23 plates were colored with a paintbrush by the editors.
In 1800, the Premier Consul gave the order to prepare a scientific reconnaissance expedition of the Southern Lands and in particular the southern coast of Australia, that the scientists charged with this mission under captain Nicolas Baudin called “Terre Napoléon”.
In addition to the important scientific progress brought about by this expedition, a rich gathering of more than 2500 new species came to enrich the collections of the Museum, notwithstanding the thousand or more samples of large and small animal species (Cuvier), making this maritime endeavor one of the most extraordinary of all times.
Freycinet, the commander of the Casuarina, wrote the astronomical, nautical and geographical parts of the journey, published in Paris in 1815, in a 4to volume with a folio atlas containing 32 maps, not included in this unique copy.
Here follows the detail of this important voyage :
“Péron left the Havre on 19 October 1800 on the Géographe. Immediately he bonded with Henri and Louis Freycinet, officers of the Navy, Leschenault, a botanist, Bernier, an astronomer, Depuch, a mineralogist. After a pause in the Canaries and the isle of France, the expedition reached to western coasts of New-Holland, explored Leuwin, Endracht and Witt, and finally accosted on the island of Timor on 18 April 1801.
On 13 January 1802 we reached the southern cape of Diemen, and for three months we explored its southern part and eastern coast. In a series of frequent visits, Péron studied the local and now bygone people of these islands, and we encountered similar people in Nouvelle‑Calédonie. On 29 March 1802, the ship crosses the Strait of Banks, and we began a first reconnaissance of the land of Napoléon, on the south-western coast of Australia. After having explored a large island and after an unfruitful attempt to reach the southern tip of Tasmania, and when there were only four valid men and one officer left, the expedition landed in Port-Jackson on 20 June 1802. Péron witnessed the first developments of this English colony and predicted, in one of his most memorable memoir, its future prosperity.

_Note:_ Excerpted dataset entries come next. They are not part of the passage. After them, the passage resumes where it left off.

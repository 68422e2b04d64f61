use std::ops::RangeBounds;

use log::{debug, trace};

use crate::{
    compare::Comparator,
    node::{Color, NodeId, Side},
    tree::RbTree,
};

/// The position holding a black-height deficit during deletion rebalancing.
///
/// When the node spliced out of the tree has no child to take its place, the
/// deficit sits on an empty child link. Rather than linking a placeholder
/// node there, the position is described by its parent and side: an empty
/// link is an implicit black leaf.
#[derive(Debug, Clone, Copy, PartialEq, Eq)]
enum Deficient {
    /// A real node carries the deficit.
    Node(usize),

    /// The empty `side` child link of `parent` carries the deficit.
    Vacant { parent: usize, side: Side },
}

impl<K, V, C> RbTree<K, V, C> {
    /// Remove the node identified by `id`.
    ///
    /// Returns false if `id` does not refer to a node in this tree (it was
    /// already removed, or the tree was cleared).
    pub fn delete(&mut self, id: NodeId) -> bool {
        self.remove(id).is_some()
    }

    /// Remove the node identified by `id`, returning the key and value it
    /// held.
    ///
    /// Returns [`None`] if `id` does not refer to a node in this tree.
    pub fn remove(&mut self, id: NodeId) -> Option<(K, V)> {
        let Some(slot) = self.resolve(id) else {
            trace!("ignoring removal of stale node handle {id:?}");
            return None;
        };

        Some(self.remove_slot(slot))
    }

    /// Unlink the node in `slot`, rebalance, and free it.
    pub(crate) fn remove_slot(&mut self, z: usize) -> (K, V) {
        // The target node may have 0, 1 or 2 children:
        //
        //                          +----------+
        //                          |  parent  |
        //                          +----------+
        //                                |
        //                                v
        //                          +----------+
        //                     +----|    z     |----+
        //                     |    +----------+    |
        //                     |                    |
        //                     v                    v
        //               +-----------+       +------------+
        //               |  z.left   |       |  z.right   |
        //               +-----------+       +------------+
        //
        // With at most one child, that child (or nothing) takes the place of
        // z, and z's own position is the one that structurally disappears.
        //
        // With two children, the in-order successor y (the minimum of the
        // right subtree, which has no left child) moves into z's place and
        // takes z's color. It is then y's old position that disappears, so
        // y's original color decides whether the tree lost a black node.
        let (left, right) = (self.nodes[z].left, self.nodes[z].right);

        let (removed_color, deficient) = match (left, right) {
            (None, child) | (child, None) => {
                let deficient = self.deficient_position(child, z);
                self.transplant(z, child);
                (self.nodes[z].color, deficient)
            }
            (Some(left), Some(right)) => {
                let y = self.min_from(right);
                let removed_color = self.nodes[y].color;
                let y_right = self.nodes[y].right;

                let deficient = if y == right {
                    // y stays the parent of its own right subtree.
                    Some(match y_right {
                        Some(v) => Deficient::Node(v),
                        None => Deficient::Vacant {
                            parent: y,
                            side: Side::Right,
                        },
                    })
                } else {
                    // Lift y out of the right subtree, re-homing its right
                    // child to y's old place as the left child of its parent.
                    let deficient = self.deficient_position(y_right, y);
                    self.transplant(y, y_right);

                    self.nodes[y].right = Some(right);
                    self.nodes[right].parent = Some(y);
                    deficient
                };

                self.transplant(z, Some(y));
                self.nodes[y].left = Some(left);
                self.nodes[left].parent = Some(y);
                self.nodes[y].color = self.nodes[z].color;

                (removed_color, deficient)
            }
        };

        // Removing a red node never changes any black-height.
        if removed_color == Color::Black {
            if let Some(deficient) = deficient {
                self.delete_rebalance(deficient);
            }
        }

        let n = self.nodes.remove(z);
        debug_assert!(!self.is_red(self.root));
        debug_assert!(self.root.map_or(true, |v| self.nodes[v].parent.is_none()));
        n.into_tuple()
    }

    /// Describe the position `child` will occupy once it replaces `old`.
    ///
    /// Returns [`None`] only when the tree becomes empty.
    fn deficient_position(&self, child: Option<usize>, old: usize) -> Option<Deficient> {
        if let Some(child) = child {
            return Some(Deficient::Node(child));
        }

        let parent = self.nodes[old].parent?;
        Some(Deficient::Vacant {
            parent,
            side: self.side_of(old, parent),
        })
    }

    /// Repair the black-height deficit of one on every path through `x`.
    fn delete_rebalance(&mut self, mut x: Deficient) {
        let last = loop {
            // Resolve the parent and side of the deficient position. A red or
            // root node absorbs the deficit by being coloured black below.
            let (parent, side) = match x {
                Deficient::Node(n) if self.nodes[n].is_red() => break Some(n),
                Deficient::Node(n) => match self.nodes[n].parent {
                    Some(p) => (p, self.side_of(n, p)),
                    None => break Some(n),
                },
                Deficient::Vacant { parent, side } => (parent, side),
            };

            let far = side.opposite();
            let mut sibling = self.sibling(parent, side);

            if self.nodes[sibling].is_red() {
                // Red sibling: rotate it above the parent so the deficient
                // position gains a black sibling, then carry on with the
                // cases below.
                //
                // ```text
                //       p(B)                  s(B)
                //      /    \                /    \
                //     x     s(R)    ->     p(R)    d
                //          /    \         /    \
                //         c      d       x      c
                // ```
                self.set_color(sibling, Color::Black);
                self.set_color(parent, Color::Red);
                self.rotate(parent, side);
                sibling = self.sibling(parent, side);
            }

            let near_child = self.nodes[sibling].child(side);
            let far_child = self.nodes[sibling].child(far);

            if !self.is_red(near_child) && !self.is_red(far_child) {
                // Black sibling with black children: remove one black from
                // the sibling's side too, and move the deficit up to the
                // parent.
                trace!("delete rebalance moving deficit to parent");
                self.set_color(sibling, Color::Red);
                x = Deficient::Node(parent);
                continue;
            }

            if !self.is_red(far_child) {
                // Black far nephew, red near nephew: rotate the near nephew
                // above the sibling so the red is on the far side.
                //
                // ```text
                //     p                 p
                //    / \               / \
                //   x   s(B)    ->    x   c(B)
                //      /                   \
                //    c(R)                  s(R)
                // ```
                if let Some(near_child) = near_child {
                    self.set_color(near_child, Color::Black);
                }
                self.set_color(sibling, Color::Red);
                self.rotate(sibling, far);
                sibling = self.sibling(parent, side);
            }

            // Red far nephew: rotate the sibling above the parent, adding a
            // black node to the deficient side while keeping the far side's
            // black-height through the recoloured far nephew.
            //
            // ```text
            //      p(?)                  s(?)
            //     /    \                /    \
            //    x     s(B)    ->     p(B)   d(B)
            //         /    \         /    \
            //        c     d(R)     x      c
            // ```
            self.set_color(sibling, self.nodes[parent].color);
            self.set_color(parent, Color::Black);
            if let Some(far_child) = self.nodes[sibling].child(far) {
                self.set_color(far_child, Color::Black);
            }
            self.rotate(parent, side);
            break self.root;
        };

        if let Some(last) = last {
            self.set_color(last, Color::Black);
        }
    }

    /// Returns the sibling of the deficient `side` child of `parent`.
    ///
    /// # Panics
    ///
    /// A position with a black-height deficit always has a sibling subtree
    /// containing at least one black node; this panics if it does not.
    fn sibling(&self, parent: usize, side: Side) -> usize {
        self.nodes[parent]
            .child(side.opposite())
            .expect("a black-height deficit implies a sibling")
    }
}

impl<K, V, C> RbTree<K, V, C>
where
    C: Comparator<K>,
{
    /// Remove the node holding a key equal to `key`, returning the key and
    /// value it held.
    pub fn remove_key(&mut self, key: &K) -> Option<(K, V)> {
        let slot = self.find_slot(key)?;
        Some(self.remove_slot(slot))
    }

    /// Remove every node whose key falls within `range`, returning the
    /// number of nodes removed.
    ///
    /// Handles to nodes outside `range` remain valid.
    pub fn remove_range<R>(&mut self, range: R) -> usize
    where
        R: RangeBounds<K>,
    {
        let Some((mut v, back)) = self.range_span(&range) else {
            return 0;
        };

        // Removal never moves a surviving node to a different slot, so the
        // successor found before unlinking `v` is still valid after it.
        let mut removed = 0;
        loop {
            let next = if v == back {
                None
            } else {
                self.successor_slot(v)
            };

            self.remove_slot(v);
            removed += 1;

            match next {
                Some(n) => v = n,
                None => break,
            }
        }

        debug!("removed {removed} nodes in range");
        removed
    }
}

Then we visited the small archipelago of the Hunter isles; the two main islands are separated by a very narrow strait called the Péron canal. After another stopover on the island Decrès, the month of January 1803 was dedicated to the survey of the gulfs of the Land of Napoléon, to the discovery of the Joséphine islands and the “Géographe”; then, after a stay in the port of King-George, in the first days of March, the exploration took up again with the exploration of Leuwin. During another stay on the “Péron peninsula”, the naturalist whose tale we are following ran into the greatest dangers. He and two of his companions barely escaped the wrath of the indigenous people, and they were only found by one of the ship’s rowing boats after two days of insomnia and starvation; then, after having visited Witt, the expedition returned to Timor and stayed there for the month of May 1803. Some furious winds prevented us from accosting in New-Guinea and entering the Carpentaria strait, and so we came back to the Isle of France where we remained five months. We also took a one month break in The Cape. This is where, tired by his incessant work and an uneven diet, Péron contracted the germ of angina which would bring about his premature death. The ship finally arrived in Lorient on March 25th 1804, bringing back, in addition to an immense collection, a hundred live animals that had never been shown in Europe before. Péron was charged by the minister of the Navy Decrès of publishing with Freycinet his travelogue and the description of his zoological collection.”
A magnificent and unique copy, printed on large wove paper, of great luxury and wide margins, a state unknown to the bibliographers, contemporary bound in sumptuous red morocco with the imperial emblem, an exceptional bibliophilic and historical fact under the new reign of Louis XVIII.